- By Christopher Luxon, National Party leader and MP for Botany
Gangs have been an unwelcome part of New Zealand’s criminal scene for several decades, but over the last five years, their numbers and the level of violence they are willing to engage in have increased noticeably.
Since Labour took office, gangs have added more than 2000 new members to their ranks, while Police have added only 1300 new officers over the same period. Gangs are now recruiting faster than police.
We have seen an escalation in crime including public intimidation and shootings. Recently, there were 23 gang shootings in a 14-day period.
A family in South Auckland had bullets fly into their house while they were eating dinner. On the same night, a Papakura family had their house with two young children inside, targeted in a drive-by shooting with a shotgun.
And just this month we had the horrifying story of a three-year-old boy caught in a gang brawl at a park that left him covered in blood.
Hard-working business owners have become so desperate to protect themselves that they are trying to access firearms.
This is not the New Zealand any of us want.
New Zealanders deserve to feel safe in their homes, in the small businesses they work so hard in, and in every community, wherever it is.
I recently announced four new measures that a National Government would implement to help frontline police tackle gangs.
These powers would keep not just New Zealand’s streets safer, but New Zealanders’ homes too.
One: We will ban gang patches and insignia in public.
We already do this in government buildings like hospitals and courts. National will extend these rules to every public space.
Patches are about intimidation and you only get one after you’ve committed a violent crime to show you’re loyal to a gang.
Two: Police will have the power to stop gang members gathering in public.
They will have the power to issue dispersal notices to anyone they reasonably suspect of being a gang member or gang prospect.
Once issued, gang members would be required to immediately leave a public area and not associate in public with one another for seven days.
Three: Police will have the power to stop gang offenders associating with each other.
Gang crimes don’t just happen; they are co-ordinated and planned. Often, police know exactly who the criminals are, but can’t stop them preparing to commit a crime.
Police will be able to issue Consorting Prohibition Notices if they need to in order to stop known gang offenders committing serious offences.
Once issued, those gang members won’t be allowed to associate or communicate with one another for up to three years.
Four: Police will have the power to stop gang members accessing guns.
National will give police the power to issue Firearms Prohibition Orders.

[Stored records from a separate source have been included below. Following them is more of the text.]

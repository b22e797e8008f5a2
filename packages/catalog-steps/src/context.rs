//! Per-scenario state and the setup and request operations.

use std::collections::BTreeMap;
use std::fmt;

use reqwest::Client;

use crate::config::{bearer_token_from_env, join_url, normalize_base_url};
use crate::error::{Result, StepError};
use crate::http::{create_client, send_get, ApiResponse};

/// Header carrying the bearer token.
pub const AUTHORIZATION: &str = "Authorization";

/// Mutable state shared by the steps of one scenario.
///
/// Created empty when the scenario starts. Setup steps fill in the base URL,
/// headers and query parameters; request steps replace the current response.
/// Headers and query parameters survive requests until a step replaces them.
///
/// NOTE: `Debug` is implemented by hand so the `Authorization` value is
/// never printed in scenario reports.
#[derive(Default)]
pub struct ScenarioContext {
    base_url: Option<String>,
    client: Option<Client>,
    headers: BTreeMap<String, String>,
    query: BTreeMap<String, String>,
    response: Option<ApiResponse>,
}

impl fmt::Debug for ScenarioContext {
    fn fmt(&self, f: &mut fmt::Formatter<'_>) -> fmt::Result {
        let headers: BTreeMap<&str, &str> = self
            .headers
            .iter()
            .map(|(name, value)| {
                if name.eq_ignore_ascii_case(AUTHORIZATION) {
                    (name.as_str(), "<redacted>")
                } else {
                    (name.as_str(), value.as_str())
                }
            })
            .collect();

        f.debug_struct("ScenarioContext")
            .field("base_url", &self.base_url)
            .field("headers", &headers)
            .field("query", &self.query)
            .field("response_status", &self.response.as_ref().map(ApiResponse::status))
            .finish()
    }
}

impl ScenarioContext {
    pub fn new() -> Self {
        Self::default()
    }

    /// Store the normalized base URL and start from a fresh client, header
    /// map and query map. Sends nothing.
    pub fn set_base_url(&mut self, base_url: &str) -> Result<()> {
        self.base_url = Some(normalize_base_url(base_url));
        self.client = Some(create_client()?);
        self.headers.clear();
        self.query.clear();
        Ok(())
    }

    /// Insert or overwrite one pending request header.
    ///
    /// Names compare case-insensitively, so `accept` replaces `Accept`.
    pub fn add_header(&mut self, name: &str, value: &str) {
        self.headers.retain(|existing, _| !existing.eq_ignore_ascii_case(name));
        self.headers.insert(name.to_string(), value.to_string());
    }

    /// Set `Authorization: Bearer <token>` when a token variable is present.
    ///
    /// Returns whether a token was found. Absence is not an error.
    pub fn add_optional_auth_header(&mut self) -> bool {
        self.apply_bearer_token(bearer_token_from_env())
    }

    pub(crate) fn apply_bearer_token(&mut self, token: Option<String>) -> bool {
        match token {
            Some(token) => {
                tracing::info!("API token found in environment, sending bearer authorization");
                self.add_header(AUTHORIZATION, &format!("Bearer {token}"));
                true
            }
            None => {
                tracing::debug!("No API token in environment, sending anonymous requests");
                false
            }
        }
    }

    /// Replace the pending query parameters.
    pub fn set_query<I>(&mut self, rows: I)
    where
        I: IntoIterator<Item = (String, String)>,
    {
        self.query = rows.into_iter().collect();
    }

    /// GET `path` with the pending headers and a 30 second timeout.
    pub async fn get(&mut self, path: &str) -> Result<&ApiResponse> {
        let (client, url) = self.target(path)?;
        let response = send_get(&client, url, &self.headers, None).await?;
        Ok(self.record_response(response))
    }

    /// GET `path` with the pending headers and query parameters and a 60
    /// second timeout.
    pub async fn get_with_params(&mut self, path: &str) -> Result<&ApiResponse> {
        let (client, url) = self.target(path)?;
        let response = send_get(&client, url, &self.headers, Some(&self.query)).await?;
        Ok(self.record_response(response))
    }

    /// Make `response` the current response, replacing any earlier one.
    pub fn record_response(&mut self, response: ApiResponse) -> &ApiResponse {
        self.response.insert(response)
    }

    fn target(&self, path: &str) -> Result<(Client, url::Url)> {
        let (Some(base_url), Some(client)) = (&self.base_url, &self.client) else {
            return Err(StepError::MissingBaseUrl);
        };
        Ok((client.clone(), join_url(base_url, path)?))
    }

    pub fn base_url(&self) -> Option<&str> {
        self.base_url.as_deref()
    }

    pub fn headers(&self) -> &BTreeMap<String, String> {
        &self.headers
    }

    pub fn query(&self) -> &BTreeMap<String, String> {
        &self.query
    }

    pub fn query_param(&self, key: &str) -> Option<&str> {
        self.query.get(key).map(String::as_str)
    }

    /// The current response, or `NoResponse` before any request.
    pub fn response(&self) -> Result<&ApiResponse> {
        self.response.as_ref().ok_or(StepError::NoResponse)
    }
}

These could be issued against any gang member who in the last 10 years has been convicted of a serious offence and would make it illegal for that person to access firearms or enter certain premises where firearms are present.
Police would have the power to search people who are subject to a Firearms Prohibition Order and search their premises or vehicles for firearms – at any time.
While police do their very best to keep us safe, it’s clear they don’t have the backing they need from the Government to confront the growing threat and increased sophistication of organised criminal gangs.
If we want to prevent the current level of violence from becoming a permanent feature of New Zealand society, we need to give police the tools they need to go after the criminal gangs who only exist to inflict fear and misery on our communities.